BEGIN MATERIALS PROVIDED

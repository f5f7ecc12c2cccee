//! Stage 1: business use case clustering.
//!
//! Two steps. Discovery reads a sample of proposals and asks the model for a
//! closed vocabulary of use case clusters; a failure here is fatal because
//! classification is meaningless without the vocabulary. Classification then
//! labels every proposal against that vocabulary in batches of twelve.

use std::fmt::Write as _;

use serde::Deserialize;
use serde_json::Value;
use tracing::info;

use propsight_core::{Proposal, UNKNOWN};

use crate::client::Completion;
use crate::parse;
use crate::stages::{self, StageError, StageReport, StringOrList};

pub const BATCH_SIZE: usize = 12;
pub const DISCOVERY_SAMPLE: usize = 60;

const DISCOVERY_MAX_TOKENS: u32 = 8000;
const CLASSIFY_MAX_TOKENS: u32 = 4096;

#[derive(Deserialize)]
struct Row {
    idx: usize,
    #[serde(rename = "type")]
    label: StringOrList,
}

/// Ask the model for a cluster vocabulary based on a sample of proposals.
pub async fn discover_use_cases<C: Completion>(
    client: &C,
    records: &[Proposal],
) -> Result<Vec<String>, StageError> {
    let sample = &records[..records.len().min(DISCOVERY_SAMPLE)];
    let prompt = discovery_prompt(sample);

    let reply = client.complete(&prompt, DISCOVERY_MAX_TOKENS).await?;
    let payload = parse::extract_json(&reply)?;
    let use_cases: Vec<String> =
        serde_json::from_value(payload).map_err(parse::ParseError::from)?;
    if use_cases.is_empty() {
        return Err(StageError::Discovery);
    }

    info!(clusters = use_cases.len(), "discovered business use case clusters");
    Ok(use_cases)
}

/// Label every record with one of the discovered use cases.
pub async fn classify<C: Completion>(
    client: &C,
    records: &mut [Proposal],
    use_cases: &[String],
) -> StageReport {
    stages::run_batches(
        client,
        records,
        BATCH_SIZE,
        CLASSIFY_MAX_TOKENS,
        |batch| classify_prompt(batch, use_cases),
        apply_rows,
        fill_defaults,
    )
    .await
}

/// Discovery followed by classification.
pub async fn run<C: Completion>(
    client: &C,
    records: &mut [Proposal],
) -> Result<(Vec<String>, StageReport), StageError> {
    let use_cases = discover_use_cases(client, records).await?;
    let report = classify(client, records, &use_cases).await;
    Ok((use_cases, report))
}

fn apply_rows(batch: &mut [Proposal], payload: Value) -> bool {
    let Ok(rows) = serde_json::from_value::<Vec<Row>>(payload) else {
        return false;
    };
    for row in rows {
        // Rows are 1-indexed; out-of-range indices are dropped.
        if let Some(record) = batch.get_mut(row.idx.wrapping_sub(1)) {
            record.business_use_case = row.label.join();
        }
    }
    true
}

fn fill_defaults(record: &mut Proposal) {
    record.business_use_case = UNKNOWN.to_string();
}

fn discovery_prompt(sample: &[Proposal]) -> String {
    let mut prompt = String::from(
        "You are analyzing proposals for AI systems collected from many companies.\n\
         Below is a sample of proposals. Identify the distinct business use case \
         clusters they fall into.\n\n",
    );
    for (i, p) in sample.iter().enumerate() {
        let _ = writeln!(
            prompt,
            "{}. \"{}\" ({})\n   Problem: {}\n   Functionality: {}\n",
            i + 1,
            p.proposal_name,
            p.company,
            stages::excerpt(&p.problems, 300),
            stages::excerpt(&p.functionality, 300),
        );
    }
    prompt.push_str(
        "\nReturn a JSON array of 8 to 15 short cluster names (strings) that \
         together cover these proposals. Use concise business-facing names such \
         as \"Customer Support Automation\". Return ONLY the JSON array.",
    );
    prompt
}

fn classify_prompt(batch: &[Proposal], use_cases: &[String]) -> String {
    let mut prompt = String::from(
        "Classify each proposal below into exactly one of these business use \
         case clusters:\n\n",
    );
    for case in use_cases {
        let _ = writeln!(prompt, "- {case}");
    }
    prompt.push_str("\nProposals:\n\n");
    for (i, p) in batch.iter().enumerate() {
        let _ = writeln!(
            prompt,
            "{}. \"{}\" ({})\n   Problem: {}\n   Functionality: {}\n",
            i + 1,
            p.proposal_name,
            p.company,
            stages::excerpt(&p.problems, 300),
            stages::excerpt(&p.functionality, 300),
        );
    }
    prompt.push_str(
        "\nReturn a JSON array with one object per proposal:\n\
         [{\"idx\": 1, \"type\": \"<cluster name>\"}, ...]\n\
         Use the 1-based numbering above. Return ONLY the JSON array.",
    );
    prompt
}

#[cfg(test)]
mod tests {
    use super::*;
    use crate::client::ApiError;
    use crate::stages::testing::ScriptedCompletion;

    fn records(n: usize) -> Vec<Proposal> {
        (0..n)
            .map(|i| Proposal::new(format!("company-{i}"), format!("proposal-{i}")))
            .collect()
    }

    #[tokio::test]
    async fn discovery_parses_cluster_list() {
        let client = ScriptedCompletion::replying(&[
            "Here you go:\n[\"Customer Support Automation\", \"Internal Tooling\"]",
        ]);
        let use_cases = discover_use_cases(&client, &records(3)).await.unwrap();
        assert_eq!(use_cases, vec!["Customer Support Automation", "Internal Tooling"]);
    }

    #[tokio::test]
    async fn discovery_failure_is_fatal() {
        let client = ScriptedCompletion::new(vec![Err(ApiError::Rejected {
            status: 401,
            body: "invalid api key".to_string(),
        })]);
        let result = discover_use_cases(&client, &records(3)).await;
        assert!(matches!(result, Err(StageError::Api(_))));
    }

    #[tokio::test]
    async fn empty_vocabulary_is_rejected() {
        let client = ScriptedCompletion::replying(&["[]"]);
        let result = discover_use_cases(&client, &records(3)).await;
        assert!(matches!(result, Err(StageError::Discovery)));
    }

    #[tokio::test]
    async fn classify_merges_rows_by_index() {
        let client = ScriptedCompletion::replying(&[
            r#"[{"idx": 1, "type": "Customer Support"}, {"idx": 2, "type": "Internal Tooling"}]"#,
        ]);
        let mut batch = records(2);
        let use_cases = vec!["Customer Support".to_string(), "Internal Tooling".to_string()];

        let report = classify(&client, &mut batch, &use_cases).await;

        assert_eq!(report.failed_batches, 0);
        assert_eq!(batch[0].business_use_case, "Customer Support");
        assert_eq!(batch[1].business_use_case, "Internal Tooling");
    }

    #[tokio::test]
    async fn out_of_range_indices_are_dropped() {
        let client = ScriptedCompletion::replying(&[
            r#"[{"idx": 0, "type": "Bad"}, {"idx": 99, "type": "Bad"}, {"idx": 2, "type": "Good"}]"#,
        ]);
        let mut batch = records(2);

        let report = classify(&client, &mut batch, &["Good".to_string()]).await;

        assert_eq!(report.failed_batches, 0);
        assert_eq!(batch[0].business_use_case, UNKNOWN);
        assert_eq!(batch[1].business_use_case, "Good");
    }

    #[tokio::test]
    async fn unparsable_batch_reply_fills_unknown() {
        let client = ScriptedCompletion::replying(&["sorry, I cannot classify these"]);
        let mut batch = records(3);
        batch[0].business_use_case = "stale".to_string();

        let report = classify(&client, &mut batch, &["X".to_string()]).await;

        assert_eq!(report.failed_batches, 1);
        assert!(batch.iter().all(|p| p.business_use_case == UNKNOWN));
    }

    #[tokio::test]
    async fn batches_of_twelve() {
        let replies: Vec<&str> = vec!["[]", "[]", "[]"];
        let client = ScriptedCompletion::replying(&replies);
        let mut batch = records(30);

        let report = classify(&client, &mut batch, &["X".to_string()]).await;

        // 30 records in batches of 12: 12 + 12 + 6.
        assert_eq!(report.batches, 3);
    }
}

END MATERIALS PROVIDED

PROBLEM: From the line containing "let replies: Vec<&str>" to the last line of the records above, please write out every line exactly and add nothing.

ANSWER FOR THE TASK:
        let replies: Vec<&str> = vec!["[]", "[]", "[]"];
        let client = ScriptedCompletion::replying(&replies);
        let mut batch = records(30);

        let report = classify(&client, &mut batch, &["X".to_string()]).await;

        // 30 records in batches of 12: 12 + 12 + 6.
        assert_eq!(report.batches, 3);
    }
}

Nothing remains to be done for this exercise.